▸ **EXERCISE GOAL**
If a line holds the word "default", copy it from the entries.

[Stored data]
[Start of Attachment]

//! Integration tests for nakshatra-cli
//!
//! Drives the library the way the binary does: configuration, catalog,
//! answers file, report and formatter.

use std::fs;

use nakshatra_cli::cli::ValidateArgs;
use nakshatra_cli::commands::execute_validate;
use nakshatra_cli::config::OutputFormat;
use nakshatra_cli::input::load_answers;
use nakshatra_cli::{report, Config, Formatter, Messages};
use nakshatra_domain::Position;
use tempfile::TempDir;

#[test]
fn test_answers_file_to_json_report() {
    let dir = TempDir::new().unwrap();
    let config = Config::default();
    let catalog = config.catalog().unwrap();
    let messages = Messages::english().unwrap();

    // Strongly agree with every forward item, strongly disagree with reverse ones
    let answers: String = catalog
        .questions()
        .iter()
        .map(|q| format!("{} = {}\n", q.id, if q.reverse { 1 } else { 5 }))
        .collect();
    let path = dir.path().join("answers.toml");
    fs::write(&path, answers).unwrap();

    let responses = load_answers(&path).unwrap();
    let report = report::score(&responses, catalog.questions(), &messages).unwrap();
    assert!(report.complete);
    assert_eq!(report.completion, 100);

    let json = Formatter::new(OutputFormat::Json, false).format_score(&report).unwrap();
    let value: serde_json::Value = serde_json::from_str(&json).unwrap();
    assert_eq!(value["position"]["statism"], 1.0);
    assert_eq!(value["lean"], "Statist Pluralist");

    let shared = nakshatra_share::decode(value["token"].as_str().unwrap()).unwrap();
    assert_eq!(shared, Position::new(1.0, 1.0, 1.0).unwrap());
}

#[test]
fn test_config_file_overrides_catalog() {
    let dir = TempDir::new().unwrap();
    let leaders = dir.path().join("leaders.toml");
    fs::write(
        &leaders,
        r#"
        [[entities]]
        id = "solo"
        name = "Solo Leader"
        position = { statism = 0.0, recognition = 0.0, sid = 0.0 }
        attributes = { region = "National" }
        "#,
    )
    .unwrap();

    let config_path = dir.path().join("config.toml");
    fs::write(
        &config_path,
        format!("[catalog]\nleaders = {:?}\n", leaders.display().to_string()),
    )
    .unwrap();

    let config = Config::load_from(&config_path).unwrap();
    let catalog = config.catalog().unwrap();
    assert_eq!(catalog.leaders().len(), 1);
    assert_eq!(catalog.leaders()[0].id, "solo");
    assert_eq!(catalog.parties().len(), 8);
}

#[test]
fn test_validate_rejects_bad_weights() {
    let dir = TempDir::new().unwrap();
    let questions = dir.path().join("questions.toml");
    fs::write(
        &questions,
        r#"
        [[questions]]
        id = "A"
        axis = "statism"
        weight = -1.0
        "#,
    )
    .unwrap();

    let args = ValidateArgs {
        questions: Some(questions),
        parties: None,
        leaders: None,
        strict: false,
    };
    let formatter = Formatter::new(OutputFormat::Quiet, false);
    assert!(execute_validate(args, &Config::default(), &formatter).is_err());
}

#[test]
fn test_builtin_catalog_validates() {
    let args = ValidateArgs {
        questions: None,
        parties: None,
        leaders: None,
        strict: true,
    };
    let formatter = Formatter::new(OutputFormat::Quiet, false);
    assert!(execute_validate(args, &Config::default(), &formatter).is_ok());
}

[End of Attachment]

▸ **TASK SOLUTION**
    let config = Config::default();
    assert!(execute_validate(args, &Config::default(), &formatter).is_err());
    assert!(execute_validate(args, &Config::default(), &formatter).is_ok());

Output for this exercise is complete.